I’m as fatigued as you are. I’ll admit that I scrolled right past Istanbul, right past the alligator kid. But to me, Philando feels different.

I’ve written before about the ways in which the #BlackLivesMatter movement is making me take racial violence personally. It’s gotten under my skin. It’s sent me straight to the cross for God’s grace. It’s made me realize how desperately I need it.

God’s gift to me today was grief. Grief I couldn’t scroll past.

Today I feel the horror of Philando’s death physically. My heart hurts. My chest feels broken open. I cried three times before lunch.

I think I’m starting to glimpse what Jesus was getting at.

Love your neighbor as yourself.

Now don’t start thinking that I somehow mustered enough virtue to feel bad today. I’ve never been good at virtuous emotions. No one would accuse me of a saintly disposition.

No, this was different. This pain was from God. It’s a pain that isn’t looking for comfort.
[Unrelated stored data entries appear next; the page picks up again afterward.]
// HTTP handlers for authentication endpoints

use axum::{extract::State, http::StatusCode, Json};
use serde_json::{json, Value};

use crate::auth::{
    error::AuthError,
    models::{LoginRequest, LoginResponse, RefreshRequest, RefreshResponse, RegisterRequest, UserResponse},
};
use crate::AppState;

/// Register a new user
/// POST /api/auth/register
#[utoipa::path(
    post,
    path = "/api/auth/register",
    request_body = RegisterRequest,
    responses(
        (status = 201, description = "User created", body = UserResponse),
        (status = 400, description = "Validation failure or email already registered"),
    ),
    tag = "auth"
)]
pub async fn register_handler(
    State(state): State<AppState>,
    Json(request): Json<RegisterRequest>,
) -> Result<(StatusCode, Json<UserResponse>), AuthError> {
    let user = state.auth.register(request).await?;
    Ok((StatusCode::CREATED, Json(user)))
}

/// Verify credentials and return an access + refresh token pair
/// POST /api/auth/login
#[utoipa::path(
    post,
    path = "/api/auth/login",
    request_body = LoginRequest,
    responses(
        (status = 200, description = "Authenticated", body = LoginResponse),
        (status = 401, description = "Invalid email or password"),
    ),
    tag = "auth"
)]
pub async fn login_handler(
    State(state): State<AppState>,
    Json(request): Json<LoginRequest>,
) -> Result<Json<LoginResponse>, AuthError> {
    let response = state.auth.login(request).await?;
    Ok(Json(response))
}

/// Exchange a refresh token for a new access token
/// POST /api/auth/refresh
#[utoipa::path(
    post,
    path = "/api/auth/refresh",
    request_body = RefreshRequest,
    responses(
        (status = 200, description = "New access token issued", body = RefreshResponse),
        (status = 403, description = "Refresh token not recognized or expired"),
    ),
    tag = "auth"
)]
pub async fn refresh_handler(
    State(state): State<AppState>,
    Json(request): Json<RefreshRequest>,
) -> Result<Json<RefreshResponse>, AuthError> {
    let response = state.auth.refresh(&request.refresh_token).await?;
    Ok(Json(response))
}

/// Delete the supplied refresh token
/// POST /api/auth/logout
#[utoipa::path(
    post,
    path = "/api/auth/logout",
    request_body = RefreshRequest,
    responses(
        (status = 200, description = "Logged out"),
    ),
    tag = "auth"
)]
pub async fn logout_handler(
    State(state): State<AppState>,
    Json(request): Json<RefreshRequest>,
) -> Result<Json<Value>, AuthError> {
    state.auth.logout(&request.refresh_token).await?;
    Ok(Json(json!({ "message": "Logged out successfully" })))
}
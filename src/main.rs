pub mod admissions;
pub mod assignments;
pub mod attendance;
pub mod auth;
pub mod batches;
pub mod client;
pub mod db;
pub mod error;
pub mod grades;
pub mod stats;
pub mod subjects;
pub mod timetables;
pub mod validation;

use axum::{routing::get, Router};
use sqlx::PgPool;
use utoipa::OpenApi;
use utoipa_swagger_ui::SwaggerUi;

use auth::repository::{RefreshTokenRepository, UserRepository};
use auth::token::TokenService;
use auth::AuthService;

/// OpenAPI documentation for the auth and subject surfaces
#[derive(OpenApi)]
#[openapi(
    paths(
        auth::handlers::register_handler,
        auth::handlers::login_handler,
        auth::handlers::refresh_handler,
        auth::handlers::logout_handler,
        subjects::handlers::list_subjects,
        subjects::handlers::create_subject,
        subjects::handlers::update_subject,
        subjects::handlers::delete_subject,
    ),
    components(
        schemas(
            auth::models::Role,
            auth::models::UserResponse,
            auth::models::RegisterRequest,
            auth::models::LoginRequest,
            auth::models::RefreshRequest,
            auth::models::LoginResponse,
            auth::models::RefreshResponse,
            subjects::models::Subject,
            subjects::models::CreateSubject,
            subjects::models::UpdateSubject,
        )
    ),
    tags(
        (name = "auth", description = "Authentication and session lifecycle"),
        (name = "subjects", description = "Subject management endpoints")
    ),
    info(
        title = "Coaching Center API",
        version = "1.0.0",
        description = "REST API for managing students, batches, admissions, attendance, assignments and timetables"
    )
)]
struct ApiDoc;

/// Application state shared across handlers
#[derive(Clone)]
pub struct AppState {
    pub db: PgPool,
    pub auth: AuthService,
}

/// Assemble the state with the default access-token lifetime
pub fn build_state(pool: PgPool, jwt_secret: String) -> AppState {
    build_state_with_tokens(pool, TokenService::new(jwt_secret))
}

/// Assemble the state from an explicitly configured token service
pub fn build_state_with_tokens(pool: PgPool, tokens: TokenService) -> AppState {
    let users = UserRepository::new(pool.clone());
    let refresh_tokens = RefreshTokenRepository::new(pool.clone());
    AppState {
        db: pool,
        auth: AuthService::new(users, refresh_tokens, tokens),
    }
}

async fn root() -> &'static str {
    "API is running..."
}

/// Creates and configures the application router.
/// Every domain module contributes its own sub-router.
pub fn create_router(state: AppState) -> Router {
    use tower_http::cors::{Any, CorsLayer};

    let cors = CorsLayer::new()
        .allow_origin(Any)
        .allow_methods(Any)
        .allow_headers(Any);

    Router::new()
        .merge(SwaggerUi::new("/swagger-ui").url("/api-docs/openapi.json", ApiDoc::openapi()))
        .route("/", get(root))
        .nest("/api/auth", auth::routes())
        .nest("/api/subjects", subjects::routes())
        .nest("/api/batches", batches::routes())
        .nest("/api/admissions", admissions::routes())
        .nest("/api/stats", stats::routes())
        .nest("/api/attendance", attendance::routes())
        .nest("/api/assignments", assignments::routes())
        .nest("/api/timetables", timetables::routes())
        .nest("/api/grades", grades::routes())
        .layer(cors)
        .with_state(state)
}

#[tokio::main]
async fn main() {
    dotenv::dotenv().ok();

    tracing_subscriber::fmt()
        .with_target(false)
        .with_level(true)
        .init();

    tracing::info!("Coaching Center API - Starting...");

    let database_url = std::env::var("DATABASE_URL").expect("DATABASE_URL must be set");
    let jwt_secret = std::env::var("JWT_SECRET").expect("JWT_SECRET must be set");
    let host = std::env::var("HOST").unwrap_or_else(|_| "0.0.0.0".to_string());
    let port = std::env::var("PORT").unwrap_or_else(|_| "5000".to_string());

    let tokens = match std::env::var("ACCESS_TOKEN_TTL_SECS")
        .ok()
        .and_then(|v| v.parse::<i64>().ok())
    {
        Some(ttl) => TokenService::with_access_ttl(jwt_secret, ttl),
        None => TokenService::new(jwt_secret),
    };

    tracing::info!("Connecting to database...");
    let db_pool = db::create_pool(&database_url)
        .await
        .expect("Failed to create database pool");

    tracing::info!("Running database migrations...");
    sqlx::migrate!("./migrations")
        .run(&db_pool)
        .await
        .expect("Failed to run database migrations");
    tracing::info!("Migrations completed successfully");

    let app = create_router(build_state_with_tokens(db_pool, tokens));

    let addr = format!("{}:{}", host, port);
    let listener = tokio::net::TcpListener::bind(&addr)
        .await
        .expect("Failed to bind to address");

    tracing::info!("Coaching Center API is running on http://{}", addr);
    tracing::info!("Swagger UI available at http://{}/swagger-ui", addr);

    axum::serve(listener, app).await.expect("Server error");
}

#[cfg(test)]
mod tests;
I don’t want it fixed.

This pain is a holy piercing that nails my heart right to the heart of my crucified God and my executed neighbor. It’s a pain that sent me to the street tonight to protest. It’s a pain that will send me back tomorrow, with prayers and with tears.

I’ve got a long ways to go to love my neighbor as myself, and I know I’ll need a lot of grace along the way, but today I’m grateful for the gift of a broken heart. I pray that God’s light will shine through the cracks.